#### [REQUIREMENT]
Both the line below containing "the initial route." and the line containing "pub async fn start(&mut", along with every line between them, should be repeated exactly; no other line belongs in the answer.

#### [PROVIDED INFORMATION]

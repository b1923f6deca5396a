//! Application bootstrap and event loop.
//!
//! `App` wires the shell together once: session store, route table, header, router,
//! guard and the controller dispatch table. Shell notifications (`RouteLoaded`,
//! `SessionExpired`) are drained from the bus after every step, so a test can drive the
//! whole shell one UI event at a time without spawning anything.

use std::sync::Arc;
use std::time::Duration;
use tokio::sync::{broadcast, mpsc};
use tracing::{debug, error, info, warn};

use crate::{
    assets::AssetState,
    auth::{AuthGuard, Credentials},
    bus::{EventBus, ShellEvent},
    dom::HostState,
    error::ShellError,
    header::{HeaderView, load_footer},
    pages::{
        ContactForm, ContactPage, DispatchOutcome, Dispatcher, EventDraft, EventPlanningPage,
        EventsPage, GalleryPage, HomePage, LoginPage, NewsPage, OpportunitiesPage, PageContext,
        SignupForm, StatisticsPage,
    },
    router::Router,
    routes::{HOME_PATH, LOGIN_PATH, ROOT_PATH, RouteTable, normalize},
    session::{DEFAULT_SESSION_TIMEOUT, SessionService},
    storage::TabStorageState,
};

/// Input coming from the page: user gestures and location changes.
#[derive(Debug, Clone)]
pub enum UiEvent {
    /// Mouse movement, key press or click anywhere in the document.
    Activity,
    /// The location fragment changed (back/forward or a plain link).
    LocationChanged(String),
    Navigate(String),
    LogoutClicked,
    AboutUsClicked,
    LoginSubmitted(Credentials),
    LoginCancelled,
    EventCategorySelected(String),
    SignupOpened,
    SignupSubmitted(SignupForm),
    ContactSubmitted(ContactForm),
    PlannedEventSubmitted(EventDraft),
}

/// A controller run triggered by a `RouteLoaded` notification.
pub type Dispatched = (String, DispatchOutcome);

struct Pages {
    home: Arc<HomePage>,
    login: Arc<LoginPage>,
    events: Arc<EventsPage>,
    opportunities: Arc<OpportunitiesPage>,
    contact: Arc<ContactPage>,
    planning: Arc<EventPlanningPage>,
}

/// App
///
/// Single owner of the shell's components.
pub struct App {
    ctx: PageContext,
    guard: AuthGuard,
    dispatcher: Dispatcher,
    pages: Pages,
    events: broadcast::Receiver<ShellEvent>,
}

impl App {
    /// new
    ///
    /// The standard route table and the 15-minute inactivity window.
    pub fn new(
        host: HostState,
        assets: AssetState,
        storage: TabStorageState,
    ) -> Result<Self, ShellError> {
        Ok(Self::with_routes(
            host,
            assets,
            storage,
            DEFAULT_SESSION_TIMEOUT,
            RouteTable::standard()?,
        ))
    }

    pub fn with_routes(
        host: HostState,
        assets: AssetState,
        storage: TabStorageState,
        session_timeout: Duration,
        routes: RouteTable,
    ) -> Self {
        let bus = EventBus::new();
        // Subscribe before anything can publish.
        let events = bus.subscribe();

        let routes = Arc::new(routes);
        let session = SessionService::new(storage, bus.clone(), session_timeout);
        let header = HeaderView::new(host.clone(), assets.clone(), session.clone());
        let router = Arc::new(Router::new(
            routes.clone(),
            host.clone(),
            assets.clone(),
            header.clone(),
            bus,
        ));
        let guard = AuthGuard::new(session.clone(), routes);

        let pages = Pages {
            home: Arc::new(HomePage),
            login: Arc::new(LoginPage),
            events: Arc::new(EventsPage::default()),
            opportunities: Arc::new(OpportunitiesPage::default()),
            contact: Arc::new(ContactPage),
            planning: Arc::new(EventPlanningPage::default()),
        };

        let mut dispatcher = Dispatcher::new(guard.clone());
        dispatcher.register(ROOT_PATH, pages.home.clone());
        dispatcher.register(HOME_PATH, pages.home.clone());
        dispatcher.register(LOGIN_PATH, pages.login.clone());
        dispatcher.register("/events", pages.events.clone());
        dispatcher.register("/opportunities", pages.opportunities.clone());
        dispatcher.register("/contact", pages.contact.clone());
        dispatcher.register("/event-planning", pages.planning.clone());
        dispatcher.register("/news", Arc::new(NewsPage));
        dispatcher.register("/gallery", Arc::new(GalleryPage));
        dispatcher.register("/statistics", Arc::new(StatisticsPage));

        Self {
            ctx: PageContext {
                host,
                assets,
                session,
                header,
                router,
            },
            guard,
            dispatcher,
            pages,
            events,
        }
    }

    /// start
    ///
    /// Bootstrap: header, footer, guard check on the initial path, then the initial route.
    /// A denied initial path is not loaded; the resulting `SessionExpired` sends the user
    /// to the login page instead.
    pub async fn start(&mut self) -> Result<Vec<Dispatched>, ShellError> {
        info!("initializing shell");
        self.ctx.header.load().await;
        load_footer(&self.ctx.host, &self.ctx.assets).await;

        let initial = normalize(&self.ctx.host.location_hash());
        match self.guard.check(&initial) {
            Ok(()) => {
                self.ctx.router.start().await?;
            }
            Err(e) => warn!(error = %e, "initial route denied"),
        }
        self.pump().await
    }

    /// pump
    ///
    /// Drains pending shell notifications, including any published while handling them.
    pub async fn pump(&mut self) -> Result<Vec<Dispatched>, ShellError> {
        let mut dispatched = Vec::new();
        loop {
            match self.events.try_recv() {
                Ok(event) => {
                    if let Some(run) = self.handle_shell_event(event).await? {
                        dispatched.push(run);
                    }
                }
                Err(broadcast::error::TryRecvError::Empty) => return Ok(dispatched),
                Err(broadcast::error::TryRecvError::Lagged(skipped)) => {
                    warn!(skipped, "shell event receiver lagged");
                }
                Err(broadcast::error::TryRecvError::Closed) => return Ok(dispatched),
            }
        }
    }

    async fn handle_shell_event(
        &mut self,
        event: ShellEvent,
    ) -> Result<Option<Dispatched>, ShellError> {
        match event {
            ShellEvent::RouteLoaded(path) => {
                if self.ctx.router.current_route().as_deref() != Some(path.as_str()) {
                    debug!(%path, "route already replaced, skipping page logic");
                    return Ok(None);
                }
                let outcome = self.dispatcher.dispatch(&self.ctx, &path).await;
                Ok(Some((path, outcome)))
            }
            ShellEvent::SessionExpired => {
                if self.ctx.router.current_route().as_deref() == Some(LOGIN_PATH) {
                    debug!("session expired while on the login page");
                    return Ok(None);
                }
                info!("session expired, redirecting to login");
                self.ctx.router.navigate(LOGIN_PATH).await?;
                Ok(None)
            }
        }
    }

    /// handle_ui
    ///
    /// Applies one page event and then drains the notifications it caused.
    pub async fn handle_ui(&mut self, event: UiEvent) -> Result<Vec<Dispatched>, ShellError> {
        self.apply_ui(event).await?;
        self.pump().await
    }

    async fn apply_ui(&mut self, event: UiEvent) -> Result<(), ShellError> {
        let ctx = &self.ctx;
        match event {
            UiEvent::Activity => ctx.session.touch(),
            UiEvent::LocationChanged(hash) => {
                ctx.router.handle_location_change(&hash).await?;
            }
            UiEvent::Navigate(path) => {
                ctx.router.navigate(&path).await?;
            }
            UiEvent::LogoutClicked => {
                info!("user logged out");
                ctx.header.logout().await;
                ctx.router.navigate(HOME_PATH).await?;
            }
            UiEvent::AboutUsClicked => {
                self.pages.home.show_about(ctx).await?;
            }
            UiEvent::LoginSubmitted(credentials) => {
                self.pages.login.submit(ctx, &credentials).await?;
            }
            UiEvent::LoginCancelled => {
                self.pages.login.cancel(ctx).await?;
            }
            UiEvent::EventCategorySelected(category) => {
                self.pages.events.select_category(ctx, &category)?;
            }
            UiEvent::SignupOpened => self.pages.opportunities.open_signup(ctx)?,
            UiEvent::SignupSubmitted(form) => {
                self.pages.opportunities.submit_signup(ctx, &form)?;
            }
            UiEvent::ContactSubmitted(form) => {
                self.pages.contact.submit(ctx, &form)?;
            }
            UiEvent::PlannedEventSubmitted(draft) => {
                self.pages.planning.add_event(ctx, &draft)?;
            }
        }
        Ok(())
    }

    /// run
    ///
    /// Long-running loop: bootstraps, then serves page events from `ui` and shell
    /// notifications raised in the background (timer expiry) until `ui` closes. Failures
    /// while handling one event are logged and the loop continues.
    pub async fn run(&mut self, mut ui: mpsc::Receiver<UiEvent>) -> Result<(), ShellError> {
        self.start().await?;

        enum Next {
            Ui(Option<UiEvent>),
            Shell(Result<ShellEvent, broadcast::error::RecvError>),
        }

        loop {
            let next = tokio::select! {
                event = ui.recv() => Next::Ui(event),
                event = self.events.recv() => Next::Shell(event),
            };

            let result = match next {
                Next::Ui(Some(event)) => self.handle_ui(event).await.map(|_| ()),
                Next::Ui(None) => {
                    info!("page event channel closed, stopping shell");
                    return Ok(());
                }
                Next::Shell(Ok(event)) => match self.handle_shell_event(event).await {
                    Ok(_) => self.pump().await.map(|_| ()),
                    Err(e) => Err(e),
                },
                Next::Shell(Err(broadcast::error::RecvError::Lagged(skipped))) => {
                    warn!(skipped, "shell event receiver lagged");
                    Ok(())
                }
                Next::Shell(Err(broadcast::error::RecvError::Closed)) => return Ok(()),
            };

            if let Err(e) = result {
                error!(error = %e, "failed to handle event");
            }
        }
    }

    pub fn context(&self) -> &PageContext {
        &self.ctx
    }

    pub fn session(&self) -> &SessionService {
        &self.ctx.session
    }

    pub fn router(&self) -> &Router {
        &self.ctx.router
    }

    pub fn planned_events(&self) -> Vec<crate::models::EventItem> {
        self.pages.planning.events()
    }
}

#### [SOLUTION]
    /// Bootstrap: header, footer, guard check on the initial path, then the initial route.
    /// A denied initial path is not loaded; the resulting `SessionExpired` sends the user
    /// to the login page instead.
    pub async fn start(&mut self) -> Result<Vec<Dispatched>, ShellError> {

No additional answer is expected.